APAF-1 is related to an undifferentiated state in the testicular germ cell tumor pathway
Apoptotic protease activating factor-1 (APAF-1), a gene located downstream from the tumorsuppressor gene p53, is an important regulator of the apoptosis pathway. Previous studies have reported loss of APAF-1 expression in metastatic lesions and chemorefractory rectal tumors. Epigenetic inactivation of APAF-1 has been found in all seminomatous and non-seminomatous testicular germ cell tumors (TGCTs) in addition to 60% of normal testicular tissue. Furthermore, decreased APAF-1 has been associated with neuronal cell differentiation. In order to further elucidate the carcinogenic role of APAF-1 in germ cell tumors, Behjati and colleagues used immunohistochemistry to determine the expression levels of APAF-1 and several apoptosis and differentiation markers in both TGCT samples and normal testis tissue. The researchers found APAF-1 expression in the cytoplasm and cell membrane. APAF-1 levels did not significantly relate to markers of apoptosis; however, APAF-1 expression was correlated to markers of cell proliferation and undifferentiation. The authors suggest that APAF-1 is closely linked to an undifferentiated state in the TGCT pathway.

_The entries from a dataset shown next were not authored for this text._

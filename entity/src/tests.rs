//! # 实体定义测试
//!
//! 测试所有 Sea-ORM 实体定义的正确性

#[cfg(test)]
mod tests {
    use crate::{attendance, members, packages, payments, users};
    use sea_orm::Set;

    #[tokio::test]
    async fn test_user_entity_creation() {
        // 测试实体可以正常创建
        let user = users::ActiveModel {
            username: Set("front_desk".to_string()),
            email: Set("desk@gym.example".to_string()),
            password_hash: Set("hash123".to_string()),
            salt: Set("salt123".to_string()),
            is_active: Set(true),
            is_admin: Set(false),
            ..Default::default()
        };

        assert_eq!(user.username.as_ref(), "front_desk");
        assert_eq!(user.email.as_ref(), "desk@gym.example");
        assert_eq!(user.is_active.as_ref(), &true);
    }

    #[tokio::test]
    async fn test_member_entity_creation() {
        let now = chrono::Utc::now().naive_utc();
        let member = members::ActiveModel {
            name: Set("Alice Zhang".to_string()),
            email: Set("alice@example.com".to_string()),
            phone: Set(Some("13800000000".to_string())),
            package_id: Set(Some(1)),
            joined_at: Set(now),
            is_active: Set(true),
            ..Default::default()
        };

        assert_eq!(member.name.as_ref(), "Alice Zhang");
        assert_eq!(member.package_id.as_ref(), &Some(1));
    }

    #[tokio::test]
    async fn test_package_entity_creation() {
        let package = packages::ActiveModel {
            name: Set("Monthly".to_string()),
            description: Set(Some("30 天畅练".to_string())),
            duration_days: Set(30),
            price_cents: Set(29900),
            is_active: Set(true),
            ..Default::default()
        };

        assert_eq!(package.duration_days.as_ref(), &30);
        assert_eq!(package.price_cents.as_ref(), &29900);
    }

    #[tokio::test]
    async fn test_payment_and_attendance_creation() {
        let now = chrono::Utc::now().naive_utc();

        let payment = payments::ActiveModel {
            member_id: Set(1),
            amount_cents: Set(29900),
            method: Set("card".to_string()),
            status: Set("completed".to_string()),
            paid_at: Set(now),
            note: Set(None),
            ..Default::default()
        };
        assert_eq!(payment.method.as_ref(), "card");

        let visit = attendance::ActiveModel {
            member_id: Set(1),
            checked_in_at: Set(now),
            checked_out_at: Set(None),
            ..Default::default()
        };
        assert_eq!(visit.checked_out_at.as_ref(), &None);
    }
}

Spatial distribution of intraperitoneal injection of paclitaxel nanoparticles solubilized with poly (2-methacryloxyethyl phosphorylcholine-co n-butyl methacrylate) in peritoneal metastatic nodules
Most studies investigating systemic perfusion of anticancer drugs have reported limited efficacy in the treatment of peritoneal metastases. In contrast, i.p. injection of paclitaxel (PTX) has been clinically effective against peritoneal lesions in gastric and ovarian cancer. Although PTX is typically dissolved in Cremophor EL, Kamei and colleagues have previously reported that i.p. injection of nanoparticles containing PTX (PTX-30W) more effectively inhibited the growth of peritoneal metastases of gastric cancer. In this issue, the authors used fluorescence-labeled PTX-30W to compare the specific distribution of PTX-30W in peritoneal nodules and the liver following i.v. or i.p. injection. Intravenous injection led to greater PTX-30W accumulation in the liver than in peritoneal nodules, but i.p. injection led to greater drug accumulation in peritoneal tumor tissue, especially in hypovascular areas. The authors conclude that this unique accumulation pattern makes i.p. injection of PTX-30W an ideal therapeutic approach for peritoneal carcinomatosis.

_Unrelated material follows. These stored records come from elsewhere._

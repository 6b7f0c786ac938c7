//! JWT token management
//!
//! Provides JWT token generation, validation and refresh functionality

use jsonwebtoken::{
    Algorithm, DecodingKey, EncodingKey, Header, TokenData, Validation, decode, encode,
};
use serde::{Deserialize, Serialize};
use std::sync::Arc;

use crate::auth::types::JwtClaims;
use crate::config::AuthConfig;
use crate::error::Result;

/// JWT token manager
///
/// 所有令牌接受判定都必须经过 `validate_token`，不允许绕过签名校验。
pub struct JwtManager {
    /// Encoding key
    encoding_key: EncodingKey,
    /// Decoding key
    decoding_key: DecodingKey,
    /// Validation configuration
    validation: Validation,
    /// Authentication configuration
    config: Arc<AuthConfig>,
}

impl JwtManager {
    /// Create new JWT manager
    pub fn new(config: Arc<AuthConfig>) -> Self {
        let encoding_key = EncodingKey::from_secret(config.jwt_secret.as_bytes());
        let decoding_key = DecodingKey::from_secret(config.jwt_secret.as_bytes());

        let mut validation = Validation::new(Algorithm::HS256);
        validation.set_issuer(&["gym-console"]);
        validation.set_audience(&["gym-console-users"]);
        validation.validate_exp = true;
        validation.validate_nbf = false;
        validation.leeway = 30; // 30 seconds tolerance

        Self {
            encoding_key,
            decoding_key,
            validation,
            config,
        }
    }

    /// Generate access token
    pub fn generate_access_token(
        &self,
        user_id: i32,
        username: String,
        is_admin: bool,
    ) -> Result<String> {
        let claims = JwtClaims::new(user_id, username, is_admin, self.config.jwt_expires_in);

        let header = Header::new(Algorithm::HS256);

        encode(&header, &claims, &self.encoding_key)
            .map_err(|e| crate::internal_error!("Token generation failed: {}", e))
    }

    /// Generate refresh token
    pub fn generate_refresh_token(&self, user_id: i32, username: String) -> Result<String> {
        // Refresh tokens don't carry admin permissions
        let claims = JwtClaims::new(user_id, username, false, self.config.refresh_expires_in);

        let header = Header::new(Algorithm::HS256);

        encode(&header, &claims, &self.encoding_key)
            .map_err(|e| crate::internal_error!("Token generation failed: {}", e))
    }

    /// Validate and parse token
    pub fn validate_token(&self, token: &str) -> Result<JwtClaims> {
        let token_data: TokenData<JwtClaims> = decode(token, &self.decoding_key, &self.validation)
            .map_err(|e| match e.kind() {
                jsonwebtoken::errors::ErrorKind::ExpiredSignature => {
                    crate::auth_error!("认证令牌已过期")
                }
                _ => crate::auth_error!("Token validation failed: {}", e),
            })?;

        let claims = token_data.claims;

        // Additional check for token expiration
        if claims.is_expired() {
            return Err(crate::auth_error!("认证令牌已过期"));
        }

        Ok(claims)
    }

    /// Refresh access token
    pub fn refresh_access_token(&self, refresh_token: &str, is_admin: bool) -> Result<String> {
        // Validate refresh token
        let claims = self.validate_token(refresh_token)?;

        let user_id = claims.user_id()?;

        // Generate new access token
        self.generate_access_token(user_id, claims.username, is_admin)
    }

    /// Generate token pair (access + refresh tokens)
    pub fn generate_token_pair(
        &self,
        user_id: i32,
        username: String,
        is_admin: bool,
    ) -> Result<TokenPair> {
        let access_token = self.generate_access_token(user_id, username.clone(), is_admin)?;

        let refresh_token = self.generate_refresh_token(user_id, username)?;

        Ok(TokenPair {
            access_token,
            refresh_token,
            token_type: "Bearer".to_string(),
            expires_in: self.config.jwt_expires_in,
        })
    }

    /// Get configuration reference
    #[must_use]
    pub fn get_config(&self) -> &AuthConfig {
        &self.config
    }
}

/// Token pair structure
#[derive(Debug, Clone, Serialize, Deserialize)]
pub struct TokenPair {
    /// Access token
    pub access_token: String,
    /// Refresh token
    pub refresh_token: String,
    /// Token type
    pub token_type: String,
    /// Expires in seconds
    pub expires_in: i64,
}

#[cfg(test)]
mod tests {
    use super::*;

    fn create_test_manager() -> JwtManager {
        let config = Arc::new(AuthConfig {
            jwt_secret: "test-secret-key-for-jwt-testing".to_string(),
            jwt_expires_in: 3600,
            refresh_expires_in: 86400,
        });
        JwtManager::new(config)
    }

    #[test]
    fn test_token_generation_and_validation() {
        let manager = create_test_manager();

        let token = manager
            .generate_access_token(1, "frontdesk".to_string(), false)
            .unwrap();

        let claims = manager.validate_token(&token).unwrap();
        assert_eq!(claims.user_id().unwrap(), 1);
        assert_eq!(claims.username, "frontdesk");
        assert!(!claims.is_admin);
    }

    #[test]
    fn test_refresh_token_flow() {
        let manager = create_test_manager();

        // Generate refresh token
        let refresh_token = manager
            .generate_refresh_token(1, "frontdesk".to_string())
            .unwrap();

        // Use refresh token to generate new access token
        let new_access_token = manager.refresh_access_token(&refresh_token, false).unwrap();

        let claims = manager.validate_token(&new_access_token).unwrap();
        assert_eq!(claims.user_id().unwrap(), 1);
        assert_eq!(claims.username, "frontdesk");
    }

    #[test]
    fn test_token_pair_generation() {
        let manager = create_test_manager();

        let token_pair = manager
            .generate_token_pair(1, "admin".to_string(), true)
            .unwrap();

        // Validate access token
        let access_claims = manager.validate_token(&token_pair.access_token).unwrap();
        assert_eq!(access_claims.user_id().unwrap(), 1);
        assert!(access_claims.is_admin);

        // Validate refresh token
        let refresh_claims = manager.validate_token(&token_pair.refresh_token).unwrap();
        assert_eq!(refresh_claims.user_id().unwrap(), 1);
        assert!(!refresh_claims.is_admin); // Refresh tokens don't contain admin permissions
    }

    #[test]
    fn test_invalid_token() {
        let manager = create_test_manager();

        // Test invalid token
        let result = manager.validate_token("invalid-token");
        assert!(result.is_err());

        // Test empty token
        let result = manager.validate_token("");
        assert!(result.is_err());
    }

    #[test]
    fn test_wrong_secret_rejected() {
        let manager = create_test_manager();
        let other = JwtManager::new(Arc::new(AuthConfig {
            jwt_secret: "another-secret-entirely".to_string(),
            jwt_expires_in: 3600,
            refresh_expires_in: 86400,
        }));

        let token = other
            .generate_access_token(7, "intruder".to_string(), true)
            .unwrap();

        assert!(manager.validate_token(&token).is_err());
    }
}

Association of a novel long non-coding RNA in 8q24 with prostate cancer susceptibility
A large body of evidence points to genetics playing a critical role in prostate cancer (PC) susceptibility. Recent genome-wide association studies have reported strong associations between PC and multiple genetic variants on a segment of chromosome 8q24. However, no gene has been identified within this segment, and the biological mechanisms of these susceptibility loci at 8q24 remain unclear. Focusing on the most centromeric region of the PC loci on 8q24, Chung and colleagues used fine-mapping and resequencing to identify single nucleotide polymorphisms most significantly associated with PC susceptibility. The researchers showed that this 8q24 region transcribed as a novel long non-coding RNA, PRNCR1. The expression of PRNCR1 was upregulated in PC cells and precursor lesion prostatic intraepithelial neoplasia cells, and knockdown of PRNCR1 decreased the viability of PC cells and the transactivation activity of androgen receptors. The authors suggest that PRNCR1 might play a role in PC growth through the androgen receptor-mediated pathway.